A mensagem foi postada pelo oficial no grupo de WhatsApp Corujas assassinas 21, que servia como canal de comunicação entre os agentes que atuavam na P2 do batalhão à época. PMs que atuam na área de inteligência — e são autorizados a circular à paisana e em viaturas descaracterizadas — são chamados, dentro da corporação, de “corujas”. No mesmo grupo, em maio de 2020, Orrico descreveu como gostaria que sua equipe atuasse: “Nosso ritmo é bala. Se tiver como matar, empurramos”.
Em agosto daquele ano, o capitão reforçou a orientação. Depois de encaminhar ao grupo um aviso sobre a atuação de criminosos na região — “Atenção quem estiver de serviço aí: um Corsa hatch verde escuro está abordando caminhões de carga aí no Centro” —, Orrico escreveu: “Dá pra matar hoje. Tem bastante matéria prima”.
As mensagens, que estão anexadas ao Procedimento Investigatório Criminal aberto contra o oficial, foram encontradas pelo Grupo de Atuação Especial de Combate ao Crime Organizado (Gaeco) do MPRJ no celular de um de seus subordinados, o sargento Adelmo da Silva Guerini Fernandes. Em julho de 2020, Guerini foi preso sob acusação de integrar a milícia da comunidade Asa Branca, em Jacarepaguá, na Zona Oeste do Rio, e teve seu celular apreendido. A partir da quebra de sigilo do aparelho, o Gaeco descobriu que a patrulha integrada por Guerini no 21º BPM sequestrava, torturava e extorquia dinheiro de traficantes.
Com base nas trocas de mensagens, o MP deflagrou a Operação Mercenários, que culminou na prisão de 11 PMs em maio do ano passado. Apesar de não ter sido preso, Orrico foi alvo de mandados de busca e apreensão por conta dos diálogos no grupo Corujas Assassinas 21. A investigação também descobriu que o capitão abrigou na P2, sob sua chefia, quatro policiais que não eram credenciados pela PM para atuar na área de inteligência e que acabaram presos na operação. Em sua sala no batalhão, foram encontrados R$ 37 mil em espécie escondidos num sofá. Já em sua casa, os agentes do MP apreenderam mais R$ 96 mil.
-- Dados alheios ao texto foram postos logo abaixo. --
/// I2C error.
#[derive(Debug, Copy, Clone, PartialEq, Eq)]
#[cfg_attr(feature = "defmt", derive(defmt::Format))]
pub enum Error {
    /// Misplaced start or stop condition (BUSERR)
    Bus,
    /// Arbitration lost (ARBLOST)
    Arbitration,
    /// ACK not received (either to the address or to a data byte) (NACK)
    Nack,
    /// Timeout
    Timeout,
    /// Transmit buffer overflow (TXOF)
    Overrun,
    /// Receive buffer underflow (RXUF)
    Underflow,
    /// Master stop condition observed mid-transfer (MSTOP)
    MasterStop,
    /// SCL held low by another device (CLTO)
    ClockLowTimeout,
    /// Bus idle timeout (BITO)
    BusIdleTimeout,
    /// Clock line fault (CLERR)
    ClockError,
    /// Bus not in the state the operation expects
    InvalidState,
}

/// SCL high/low ratio.
#[derive(Copy, Clone, PartialEq, Eq, Debug)]
#[cfg_attr(feature = "defmt", derive(defmt::Format))]
pub enum ClockRatio {
    /// 4:4, standard mode
    Standard,
    /// 6:3
    Asymmetric,
    /// 11:6, fast mode
    Fast,
}

impl ClockRatio {
    /// Number of clock periods per SCL cycle (`Nlow + Nhigh`).
    pub const fn periods(self) -> u32 {
        match self {
            Self::Standard => 8,
            Self::Asymmetric => 9,
            Self::Fast => 17,
        }
    }

    pub(crate) const fn bits(self) -> u32 {
        match self {
            Self::Standard => 0,
            Self::Asymmetric => 1,
            Self::Fast => 2,
        }
    }
}

/// I2C config
#[non_exhaustive]
#[derive(Copy, Clone)]
pub struct Config {
    /// Bound for every wait on the bus.
    pub timeout: Duration,
    /// SCL frequency.
    pub frequency: Hertz,
    pub clock_ratio: ClockRatio,
    /// Let the hardware send a stop condition when a NACK is received.
    pub auto_stop_on_nack: bool,
    /// 7-bit slave address. `None` leaves slave mode disabled.
    pub slave_address: Option<u8>,
}

impl Default for Config {
    fn default() -> Self {
        Self {
            timeout: Duration::from_millis(1000),
            frequency: Hertz::khz(100),
            clock_ratio: ClockRatio::Standard,
            auto_stop_on_nack: false,
            slave_address: None,
        }
    }
}

/// Bus state, from `STATE.STATE`.
#[derive(Copy, Clone, PartialEq, Eq, Debug, Default)]
#[cfg_attr(feature = "defmt", derive(defmt::Format))]
pub enum BusState {
    #[default]
    Idle,
    Wait,
    Start,
    Addr,
    AddrAck,
    Data,
    DataAck,
}

impl BusState {
    pub const fn from_bits(bits: u32) -> Self {
        match bits & 0x7 {
            0 => Self::Idle,
            1 => Self::Wait,
            2 => Self::Start,
            3 => Self::Addr,
            4 => Self::AddrAck,
            5 => Self::Data,
            _ => Self::DataAck,
        }
    }

    pub const fn bits(self) -> u32 {
        self as u32
    }
}

/// Snapshot of the `STATE` register.
#[derive(Copy, Clone, PartialEq, Eq, Debug)]
pub struct Status(pub u32);

impl Status {
    pub const BUSY: u32 = 1 << 0;
    pub const MASTER: u32 = 1 << 1;
    pub const TRANSMITTER: u32 = 1 << 2;
    pub const NACKED: u32 = 1 << 3;
    pub const BUSHOLD: u32 = 1 << 4;
    pub const STATE_SHIFT: u32 = 5;

    pub const fn new(state: BusState, flags: u32) -> Self {
        Self(state.bits() << Self::STATE_SHIFT | flags)
    }

    pub const fn state(self) -> BusState {
        BusState::from_bits(self.0 >> Self::STATE_SHIFT)
    }

    pub const fn busy(self) -> bool {
        self.0 & Self::BUSY != 0
    }

    pub const fn master(self) -> bool {
        self.0 & Self::MASTER != 0
    }

    pub const fn transmitter(self) -> bool {
        self.0 & Self::TRANSMITTER != 0
    }

    pub const fn bus_held(self) -> bool {
        self.0 & Self::BUSHOLD != 0
    }

    /// Addressed as a slave and the transfer has not ended.
    pub const fn slave_active(self) -> bool {
        self.busy() && !self.master()
    }
}

/// Interrupt flag snapshot (`IF`).
///
/// Sampled and cleared in one step, then inspected as an immutable value.
#[derive(Copy, Clone, PartialEq, Eq, Default)]
pub struct StateFlags(pub u32);

impl StateFlags {
    pub const START: u32 = 1 << 0;
    pub const RSTART: u32 = 1 << 1;
    pub const ADDR: u32 = 1 << 2;
    pub const TXC: u32 = 1 << 3;
    pub const TXBL: u32 = 1 << 4;
    pub const RXDATAV: u32 = 1 << 5;
    pub const ACK: u32 = 1 << 6;
    pub const NACK: u32 = 1 << 7;
    pub const MSTOP: u32 = 1 << 8;
    pub const ARBLOST: u32 = 1 << 9;
    pub const BUSERR: u32 = 1 << 10;
    pub const BUSHOLD: u32 = 1 << 11;
    pub const TXOF: u32 = 1 << 12;
    pub const RXUF: u32 = 1 << 13;
    pub const BITO: u32 = 1 << 14;
    pub const CLTO: u32 = 1 << 15;
    pub const SSTOP: u32 = 1 << 16;
    pub const RXFULL: u32 = 1 << 17;
    pub const CLERR: u32 = 1 << 18;

    /// Conditions that end a master receive step.
    pub const AWAIT_NO_ACK: u32 = Self::BUSERR | Self::ARBLOST | Self::RXDATAV | Self::MSTOP;
    /// Conditions that end a master address or transmit step.
    pub const AWAIT: u32 = Self::AWAIT_NO_ACK | Self::ACK | Self::NACK;
    /// Conditions that end a slave wait.
    pub const AWAIT_SLAVE_ADDRESS: u32 = Self::ADDR | Self::ARBLOST;
    /// Conditions that end a slave transmit step.
    pub const AWAIT_SLAVE_WRITE: u32 = Self::BUSERR | Self::ARBLOST | Self::ACK | Self::NACK | Self::SSTOP;
    /// Conditions that end a slave receive step.
    pub const AWAIT_SLAVE_READ: u32 = Self::BUSERR | Self::ARBLOST | Self::RXDATAV | Self::SSTOP;

    pub const fn any(self, mask: u32) -> bool {
        self.0 & mask != 0
    }

    pub const fn start(self) -> bool {
        self.any(Self::START)
    }
    pub const fn repeated_start(self) -> bool {
        self.any(Self::RSTART)
    }
    pub const fn address(self) -> bool {
        self.any(Self::ADDR)
    }
    pub const fn complete(self) -> bool {
        self.any(Self::TXC)
    }
    pub const fn buffer_level(self) -> bool {
        self.any(Self::TXBL)
    }
    pub const fn data_valid(self) -> bool {
        self.any(Self::RXDATAV)
    }
    pub const fn ack(self) -> bool {
        self.any(Self::ACK)
    }
    pub const fn nack(self) -> bool {
        self.any(Self::NACK)
    }
    pub const fn master_stop(self) -> bool {
        self.any(Self::MSTOP)
    }
    pub const fn arbitration_lost(self) -> bool {
        self.any(Self::ARBLOST)
    }
    pub const fn bus_error(self) -> bool {
        self.any(Self::BUSERR)
    }
    pub const fn bus_held(self) -> bool {
        self.any(Self::BUSHOLD)
    }
    pub const fn tx_overflow(self) -> bool {
        self.any(Self::TXOF)
    }
    pub const fn rx_underflow(self) -> bool {
        self.any(Self::RXUF)
    }
    pub const fn bus_idle_timeout(self) -> bool {
        self.any(Self::BITO)
    }
    pub const fn clock_low_timeout(self) -> bool {
        self.any(Self::CLTO)
    }
    pub const fn slave_stop(self) -> bool {
        self.any(Self::SSTOP)
    }
    pub const fn rx_full(self) -> bool {
        self.any(Self::RXFULL)
    }
    pub const fn clock_error(self) -> bool {
        self.any(Self::CLERR)
    }
}

impl core::fmt::Debug for StateFlags {
    fn fmt(&self, f: &mut core::fmt::Formatter<'_>) -> core::fmt::Result {
        write!(f, "StateFlags({:#x})", self.0)
    }
}

#[cfg(feature = "defmt")]
impl defmt::Format for StateFlags {
    fn format(&self, f: defmt::Formatter) {
        defmt::write!(f, "StateFlags({=u32:#x})", self.0)
    }
}

/// A single engine step, packed into one word.
///
/// Layout: `address << 25 | read << 24 | no_address << 18 | stop << 17 | start << 16 | length`.
#[derive(Copy, Clone, PartialEq, Eq, Debug)]
#[cfg_attr(feature = "defmt", derive(defmt::Format))]
pub struct Operation(u32);

impl Operation {
    const LENGTH_MASK: u32 = 0xFFFF;
    const START: u32 = 1 << 16;
    const STOP: u32 = 1 << 17;
    const NO_ADDRESS: u32 = 1 << 18;
    const READ: u32 = 1 << 24;
    const ADDRESS_SHIFT: u32 = 25;

    /// Addressed step. `start` takes the lock, otherwise a repeated start is generated.
    pub const fn addressed(address: u8, read: bool, length: usize, start: bool, stop: bool) -> Self {
        let mut v = ((address as u32 & 0x7F) << Self::ADDRESS_SHIFT) | (length as u32 & Self::LENGTH_MASK);
        if read {
            v |= Self::READ;
        }
        if start {
            v |= Self::START;
        }
        if stop {
            v |= Self::STOP;
        }
        Self(v)
    }

    /// Continuation of the current transfer, without a new address byte.
    pub const fn continuation(read: bool, length: usize, stop: bool) -> Self {
        let mut v = Self::NO_ADDRESS | (length as u32 & Self::LENGTH_MASK);
        if read {
            v |= Self::READ;
        }
        if stop {
            v |= Self::STOP;
        }
        Self(v)
    }

    pub const fn bits(self) -> u32 {
        self.0
    }

    pub const fn address(self) -> u8 {
        (self.0 >> Self::ADDRESS_SHIFT) as u8
    }

    pub const fn read(self) -> bool {
        self.0 & Self::READ != 0
    }

    pub const fn start(self) -> bool {
        self.0 & Self::START != 0
    }

    pub const fn stop(self) -> bool {
        self.0 & Self::STOP != 0
    }

    pub const fn no_address(self) -> bool {
        self.0 & Self::NO_ADDRESS != 0
    }

    pub const fn length(self) -> usize {
        (self.0 & Self::LENGTH_MASK) as usize
    }

    /// Address byte on the wire: 7-bit address followed by the R/W bit.
    pub const fn full_address(self) -> u8 {
        self.address() << 1 | self.read() as u8
    }
}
- Após a operação, Orrico foi exonerado e acabou transferido para a Diretoria Geral de Pessoal (DGP), a geladeira da corporação. O capitão ficou apenas dez meses sem cargo: o boletim da PM do último dia 15 de março anunciou sua chegada à Diretoria de Recrutamento e Seleção de Praças. Menos de uma semana depois de assumir o novo cargo, Orrico ainda foi agraciado com a Medalha de Bons Serviços, entregue pela corporação a policiais que se destacam depois de dez anos de trabalho.
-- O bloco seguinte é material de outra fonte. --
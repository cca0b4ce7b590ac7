//! Reset cause (RMU)
//!
//! `RSTCAUSE` accumulates until cleared, so the board crate reads it once at startup, hands the
//! value to [`latch`] and clears the register. Everything else asks [`cause`].
use core::cell::Cell;
use core::ops::{BitAnd, BitOr};

use critical_section::Mutex;

/// Reset cause flags, laid out like the Series 1 `RSTCAUSE` register.
#[derive(Copy, Clone, PartialEq, Eq, Debug, Default)]
#[cfg_attr(feature = "defmt", derive(defmt::Format))]
pub struct Cause(pub u32);

impl Cause {
    pub const NONE: Self = Self(0);
    pub const POWER_ON: Self = Self(1 << 0);
    /// Any of the AVDD, DVDD and DEC brownout detectors.
    pub const BROWNOUT: Self = Self(0b111 << 2);
    pub const EXTERNAL: Self = Self(1 << 8);
    pub const LOCKUP: Self = Self(1 << 9);
    pub const SYSTEM: Self = Self(1 << 10);
    pub const WATCHDOG: Self = Self(1 << 11);
    pub const BACKUP: Self = Self(1 << 15);
    pub const EM4_WAKEUP: Self = Self(1 << 16);

    const KNOWN: u32 = Self::POWER_ON.0
        | Self::BROWNOUT.0
        | Self::EXTERNAL.0
        | Self::LOCKUP.0
        | Self::SYSTEM.0
        | Self::WATCHDOG.0
        | Self::BACKUP.0
        | Self::EM4_WAKEUP.0;

    /// Decode a raw `RSTCAUSE` value, dropping reserved bits.
    pub const fn from_bits(raw: u32) -> Self {
        Self(raw & Self::KNOWN)
    }

    pub const fn bits(self) -> u32 {
        self.0
    }

    /// Whether any flag of `other` is set.
    pub const fn intersects(self, other: Self) -> bool {
        self.0 & other.0 != 0
    }

    pub fn is_power_on(self) -> bool {
        self.intersects(Self::POWER_ON)
    }

    pub fn is_brownout(self) -> bool {
        self.intersects(Self::BROWNOUT)
    }

    pub fn is_watchdog(self) -> bool {
        self.intersects(Self::WATCHDOG)
    }

    pub fn is_em4_wakeup(self) -> bool {
        self.intersects(Self::EM4_WAKEUP)
    }
}

impl BitOr for Cause {
    type Output = Self;

    fn bitor(self, rhs: Self) -> Self {
        Self(self.0 | rhs.0)
    }
}

impl BitAnd for Cause {
    type Output = Self;

    fn bitand(self, rhs: Self) -> Self {
        Self(self.0 & rhs.0)
    }
}

static CAUSE: Mutex<Cell<Option<Cause>>> = Mutex::new(Cell::new(None));

/// Record the reset cause. Only the first call after reset has an effect.
pub fn latch(cause: Cause) -> bool {
    critical_section::with(|cs| {
        let slot = CAUSE.borrow(cs);
        if slot.get().is_some() {
            return false;
        }
        debug!("reset cause {:#x}", cause.bits());
        slot.set(Some(cause));
        true
    })
}

/// The latched reset cause, [`Cause::NONE`] before [`latch`].
pub fn cause() -> Cause {
    critical_section::with(|cs| CAUSE.borrow(cs).get()).unwrap_or_default()
}

#[cfg(test)]
mod tests {
    use super::*;

    #[test]
    fn raw_bits_are_filtered() {
        let c = Cause::from_bits(0x0001_0901 | 1 << 31);
        assert!(c.is_power_on());
        assert!(c.is_em4_wakeup());
        assert!(c.intersects(Cause::EXTERNAL));
        assert!(!c.is_brownout());
        assert_eq!(c.bits() & 1 << 31, 0);
        assert!(Cause::from_bits(1 << 3).is_brownout());
    }

    #[test]
    fn first_latch_wins() {
        latch(Cause::WATCHDOG | Cause::SYSTEM);
        assert!(!latch(Cause::POWER_ON));
        assert!(cause().is_watchdog());
        assert!(!cause().is_power_on());
    }
}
- Advogada alega inocência do oficial
Em abril, os promotores que atuam na Auditoria Militar pediram à Justiça cópias das mensagens enviadas por Orrico e abriram uma nova investigação “visando elucidar sua possível participação na organização criminosa” formada por PMs que eram seus subordinados no 21º BPM. O procedimento ainda está em curso.
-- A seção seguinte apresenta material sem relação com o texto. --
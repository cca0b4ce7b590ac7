use core::cell::{RefCell, UnsafeCell};
use core::future::poll_fn;
use core::ptr::NonNull;
use core::task::Poll;

use bitmaps::Bitmap;
use critical_section::Mutex;
use embassy_sync::waitqueue::MultiWakerRegistration;

use super::Descriptor;

/// Number of descriptors in a pool.
pub const POOL_SIZE: usize = 16;

struct Slots {
    used: Bitmap<POOL_SIZE>,
    /// Bumped on every free.
    generation: u32,
    waiters: MultiWakerRegistration<4>,
}

/// Fixed set of descriptors shared by the streaming engines.
///
/// A descriptor must only be freed once the controller has moved past it.
pub struct DescriptorPool {
    descriptors: [UnsafeCell<Descriptor>; POOL_SIZE],
    slots: Mutex<RefCell<Slots>>,
}

// Slots are handed out exclusively through the bitmap.
unsafe impl Sync for DescriptorPool {}

impl DescriptorPool {
    pub fn new() -> Self {
        const EMPTY: UnsafeCell<Descriptor> = UnsafeCell::new(Descriptor::EMPTY);
        Self {
            descriptors: [EMPTY; POOL_SIZE],
            slots: Mutex::new(RefCell::new(Slots {
                used: Bitmap::new(),
                generation: 0,
                waiters: MultiWakerRegistration::new(),
            })),
        }
    }

    fn index_of(&self, desc: NonNull<Descriptor>) -> Option<usize> {
        let base = self.descriptors.as_ptr() as usize;
        let offset = (desc.as_ptr() as usize).wrapping_sub(base);
        let index = offset / core::mem::size_of::<Descriptor>();
        (offset % core::mem::size_of::<Descriptor>() == 0 && index < POOL_SIZE).then_some(index)
    }

    /// Take a cleared descriptor, `None` when the pool is exhausted.
    pub fn alloc(&self) -> Option<NonNull<Descriptor>> {
        let index = critical_section::with(|cs| {
            let mut slots = self.slots.borrow_ref_mut(cs);
            let index = slots.used.first_false_index()?;
            slots.used.set(index, true);
            Some(index)
        })?;

        let desc = self.descriptors[index].get();
        unsafe { Descriptor::write(desc, Descriptor::EMPTY) };
        NonNull::new(desc)
    }

    /// Return a descriptor to the pool.
    pub fn free(&self, desc: NonNull<Descriptor>) {
        let Some(index) = self.index_of(desc) else {
            error!("freeing a descriptor not owned by the pool");
            return;
        };

        critical_section::with(|cs| {
            let mut slots = self.slots.borrow_ref_mut(cs);
            debug_assert!(slots.used.get(index));
            slots.used.set(index, false);
            slots.generation = slots.generation.wrapping_add(1);
            slots.waiters.wake();
        })
    }

    /// Whether `desc` points into this pool.
    pub fn owns(&self, desc: *const Descriptor) -> bool {
        NonNull::new(desc as *mut Descriptor).is_some_and(|d| self.index_of(d).is_some())
    }

    pub fn available(&self) -> usize {
        critical_section::with(|cs| POOL_SIZE - self.slots.borrow_ref(cs).used.len())
    }

    /// Counter that changes whenever a descriptor is freed.
    pub fn generation(&self) -> u32 {
        critical_section::with(|cs| self.slots.borrow_ref(cs).generation)
    }

    /// Wait until a descriptor was freed after [`generation`](Self::generation) returned `since`.
    pub async fn released(&self, since: u32) {
        poll_fn(|cx| {
            critical_section::with(|cs| {
                let mut slots = self.slots.borrow_ref_mut(cs);
                if slots.generation != since {
                    Poll::Ready(())
                } else {
                    slots.waiters.register(cx.waker());
                    Poll::Pending
                }
            })
        })
        .await
    }
}

impl Default for DescriptorPool {
    fn default() -> Self {
        Self::new()
    }
}

impl core::fmt::Debug for DescriptorPool {
    fn fmt(&self, f: &mut core::fmt::Formatter<'_>) -> core::fmt::Result {
        f.debug_struct("DescriptorPool")
            .field("available", &self.available())
            .finish()
    }
}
A advogada Kamylle Gandra, que defende Orrico, alegou, em nota, que “não há qualquer processo criminal em que o Capitão Orrico figure como réu”. Segundo Gandra, o processo judicial decorrente da Operação Mercenários “não tem qualquer menção de prática delituosa tendo o capitão Orrico como autor” e a sua nomeação na DRSP “se deu em função de capacidade funcional para atuação no setor”. Em fevereiro, Gandra pediu à Justiça a restituição dos R$ 96 mil apreendidos na casa de Orrico. A solicitação foi negada pelo juiz Leonardo Picanço.
- Já a PM sustentou que a “Diretoria de Recrutamento e Seleção de Pessoal é uma unidade administrativa da corporação” e que Orrico “é responsável pela gestão dos policiais militares pertencentes ao efetivo da unidade”.